0

I would like to know how should I managed the following situation:

I have a dataset which I need to analyze. It is labeled data and I need to perform over it a classification task. Some features are numerical and others are categorical (non-ordinal), and my problem is I don't know how can I handle the categorical ones.

Before to classify, I usually apply a MinMaxScaler. But I can't do this in this particular dataset because of the categorical features.

I've read about the one-hot encoding, but I don't understand how can apply it to my case because my dataset have some numerical features and 10 categorical features and the one-hot encoding generates more columns in the dataframe, and I don't know how do I need to prepare the resultant dataframe to sent it to the decision tree classifier.

In order to clarify the situation the code I'm using so far is the following:

y = df.class
X = df.drop(['class'] , axis=1)

from sklearn.preprocessing import MinMaxScaler
scaler = MinMaxScaler()
X = scaler.fit_transform(X)

# call DecisionTree classifier

When the df has categorical features I get the following error: TypeError: data type not understood. So, if I apply the one-hot encoding I get a dataframe with many columns and I don't know if the decisionTree classifier is going to understand the real situation of my data.

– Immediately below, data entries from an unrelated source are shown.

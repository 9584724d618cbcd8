//! Signal classification — left-side (contrarian) and right-side (trend)
//! signals plus the trade setup, all derived from the latest indicator rows.
//!
//! Both sides are independent rule chains (see `rules`); they may disagree.

pub mod rules;
pub mod setup;

use std::fmt;

use serde::{Deserialize, Serialize};

use crate::indicators::{IndicatorRow, IndicatorTable};
use rules::{
    evaluate_chain, RuleInput, LEFT_SIDE_RULES, LEFT_SIDE_RULES_CONSERVATIVE, RIGHT_SIDE_RULES,
    RIGHT_SIDE_RULES_CONSERVATIVE,
};
pub use rules::Rule;
pub use setup::{trade_setup, TradeSetup};

/// Signal strength tier.
#[derive(Debug, Clone, Copy, PartialEq, Eq, Hash, PartialOrd, Ord, Serialize, Deserialize)]
pub enum SignalTier {
    Neutral,
    Conservative,
    Moderate,
    Extreme,
}

/// What the signal recommends. Serialized as its display label.
#[derive(Debug, Clone, Copy, PartialEq, Eq, Hash, Serialize, Deserialize)]
pub enum SignalAction {
    #[serde(rename = "strong buy")]
    StrongBuy,
    #[serde(rename = "buy")]
    Buy,
    #[serde(rename = "probe buy")]
    ProbeBuy,
    #[serde(rename = "strong sell")]
    StrongSell,
    #[serde(rename = "sell")]
    Sell,
    #[serde(rename = "reduce")]
    Reduce,
    #[serde(rename = "chase (add aggressively)")]
    Chase,
    #[serde(rename = "add position")]
    AddPosition,
    #[serde(rename = "buy the dip")]
    BuyTheDip,
    #[serde(rename = "exit fully")]
    ExitFully,
    #[serde(rename = "exit")]
    Exit,
    #[serde(rename = "hold")]
    Hold,
}

impl SignalAction {
    pub fn label(self) -> &'static str {
        match self {
            Self::StrongBuy => "strong buy",
            Self::Buy => "buy",
            Self::ProbeBuy => "probe buy",
            Self::StrongSell => "strong sell",
            Self::Sell => "sell",
            Self::Reduce => "reduce",
            Self::Chase => "chase (add aggressively)",
            Self::AddPosition => "add position",
            Self::BuyTheDip => "buy the dip",
            Self::ExitFully => "exit fully",
            Self::Exit => "exit",
            Self::Hold => "hold",
        }
    }
}

impl fmt::Display for SignalAction {
    fn fmt(&self, f: &mut fmt::Formatter<'_>) -> fmt::Result {
        f.write_str(self.label())
    }
}

/// Which chain produced a signal.
#[derive(Debug, Clone, Copy, PartialEq, Eq, Hash, Serialize, Deserialize)]
#[serde(rename_all = "snake_case")]
pub enum SignalSide {
    Left,
    Right,
}

/// One classification outcome. `rule` names the rule that fired.
#[derive(Debug, Clone, Copy, PartialEq, Eq, Serialize)]
pub struct Signal {
    pub tier: SignalTier,
    pub action: SignalAction,
    pub rule: &'static str,
    pub rationale: &'static str,
}

impl Signal {
    pub fn is_neutral(&self) -> bool {
        self.tier == SignalTier::Neutral
    }
}

/// Both signals and the trade setup for one evaluation.
#[derive(Debug, Clone, Copy, PartialEq, Serialize)]
pub struct Classification {
    pub left: Signal,
    pub right: Signal,
    pub setup: TradeSetup,
}

impl Classification {
    pub fn signal(&self, side: SignalSide) -> &Signal {
        match side {
            SignalSide::Left => &self.left,
            SignalSide::Right => &self.right,
        }
    }
}

/// Classifier options.
#[derive(Debug, Clone, Copy, Default, PartialEq, Eq, Serialize, Deserialize)]
#[serde(default)]
pub struct ClassifierConfig {
    /// Enable the Conservative-tier rules on both sides.
    pub conservative_tier: bool,
}

impl ClassifierConfig {
    fn left_rules(&self) -> &'static [Rule] {
        if self.conservative_tier {
            LEFT_SIDE_RULES_CONSERVATIVE
        } else {
            LEFT_SIDE_RULES
        }
    }

    fn right_rules(&self) -> &'static [Rule] {
        if self.conservative_tier {
            RIGHT_SIDE_RULES_CONSERVATIVE
        } else {
            RIGHT_SIDE_RULES
        }
    }
}

/// Left-side (contrarian) signal under the default chain.
pub fn left_side_signal(latest: &IndicatorRow) -> Signal {
    evaluate_chain(
        LEFT_SIDE_RULES,
        &RuleInput {
            latest,
            previous: None,
        },
    )
}

/// Right-side (trend-following) signal under the default chain.
/// `previous` is needed for the MACD crossover rule.
pub fn right_side_signal(latest: &IndicatorRow, previous: Option<&IndicatorRow>) -> Signal {
    evaluate_chain(RIGHT_SIDE_RULES, &RuleInput { latest, previous })
}

/// Classify with the default chains.
pub fn classify_signals(latest: &IndicatorRow, previous: Option<&IndicatorRow>) -> Classification {
    classify_with(&ClassifierConfig::default(), latest, previous)
}

/// Classify with explicit options.
pub fn classify_with(
    config: &ClassifierConfig,
    latest: &IndicatorRow,
    previous: Option<&IndicatorRow>,
) -> Classification {
    let input = RuleInput { latest, previous };
    Classification {
        left: evaluate_chain(config.left_rules(), &input),
        right: evaluate_chain(config.right_rules(), &input),
        setup: trade_setup(latest),
    }
}

/// Classify the last row of a table against the row before it.
pub fn classify_table(config: &ClassifierConfig, table: &IndicatorTable) -> Classification {
    classify_with(config, table.latest(), table.previous())
}

#[cfg(test)]
mod tests {
    use super::*;
    use chrono::NaiveDate;

    fn row(close: f64) -> IndicatorRow {
        IndicatorRow {
            date: NaiveDate::from_ymd_opt(2024, 3, 1).unwrap(),
            close,
            ma_short: Some(close),
            ma_mid: Some(close),
            ma_long: None,
            rsi: None,
            bb_upper: Some(close),
            bb_lower: Some(close),
            macd: Some(0.0),
            macd_signal: Some(0.0),
            macd_hist: Some(0.0),
            atr: Some(0.0),
        }
    }

    #[test]
    fn flat_row_holds_on_both_sides() {
        let r = row(100.0);
        let c = classify_signals(&r, Some(&r));
        assert_eq!(c.left.action, SignalAction::Hold);
        assert_eq!(c.right.action, SignalAction::Hold);
        assert!(c.left.is_neutral() && c.right.is_neutral());
        assert_eq!(c.setup.stop_loss_price, 100.0);
    }

    #[test]
    fn sides_can_disagree() {
        // Above the upper band: contrarian sells, trend follower chases.
        let mut r = row(110.0);
        r.bb_upper = Some(105.0);
        r.bb_lower = Some(95.0);
        r.ma_mid = Some(100.0);
        let c = classify_signals(&r, None);
        assert_eq!(c.left.action, SignalAction::StrongSell);
        assert_eq!(c.right.action, SignalAction::Chase);
        assert_eq!(c.signal(SignalSide::Left).tier, SignalTier::Extreme);
    }

    #[test]
    fn right_side_exits_below_baseline() {
        let mut r = row(98.0);
        r.ma_mid = Some(100.0);
        r.bb_upper = Some(104.0);
        r.bb_lower = Some(96.0);
        assert_eq!(right_side_signal(&r, None).action, SignalAction::Exit);
        r.close = 95.0;
        assert_eq!(right_side_signal(&r, None).action, SignalAction::ExitFully);
    }

    #[test]
    fn conservative_tier_is_opt_in() {
        // RSI 35 and close above the 5-bar average.
        let mut r = row(101.0);
        r.rsi = Some(35.0);
        r.ma_short = Some(100.0);
        r.ma_mid = Some(100.0);
        r.bb_upper = Some(110.0);
        r.bb_lower = Some(90.0);

        assert_eq!(left_side_signal(&r).action, SignalAction::Hold);
        let config = ClassifierConfig {
            conservative_tier: true,
        };
        let c = classify_with(&config, &r, None);
        assert_eq!(c.left.action, SignalAction::ProbeBuy);
        assert_eq!(c.left.tier, SignalTier::Conservative);
        // Close 1% above the baseline: inside the dip-buy zone.
        assert_eq!(c.right.action, SignalAction::BuyTheDip);
    }

    #[test]
    fn action_serializes_as_label() {
        let json = serde_json::to_string(&SignalAction::Chase).unwrap();
        assert_eq!(json, "\"chase (add aggressively)\"");
        assert_eq!(SignalAction::AddPosition.to_string(), "add position");
    }

    #[test]
    fn tiers_order_by_strength() {
        assert!(SignalTier::Extreme > SignalTier::Moderate);
        assert!(SignalTier::Moderate > SignalTier::Conservative);
        assert!(SignalTier::Conservative > SignalTier::Neutral);
    }
}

I mean how can I express to the classifier that a group of columns belongs to a specific feature? Am I understanding the whole situation wrong? Sorry if this a confused question but I am newbie and I fell pretty confused about how to handle this.

mjbsgll
  • 722
  • 9
  • 24
  • 2
    You don't really need to scale your data if using DecisionTree classifiers – Quang Hoang Oct 31 '19 at 13:47
  • Before trying one-hot encoding (not always great for Tree classifiers) try looking at some more basic encoding schemes such as ordinal encoding. You can try the sklearn implementation of such an [encoder](https://scikit-learn.org/stable/modules/generated/sklearn.preprocessing.OrdinalEncoder.html). Have a go and update your question and then we can help you debug it. – FChm Oct 31 '19 at 13:48

1 Answers1

0

I don't have enough reputation to comment, but note that decision tree classifiers don't require their input to be scaled. So if you're using a decision tree classifier, just use the features as they appear.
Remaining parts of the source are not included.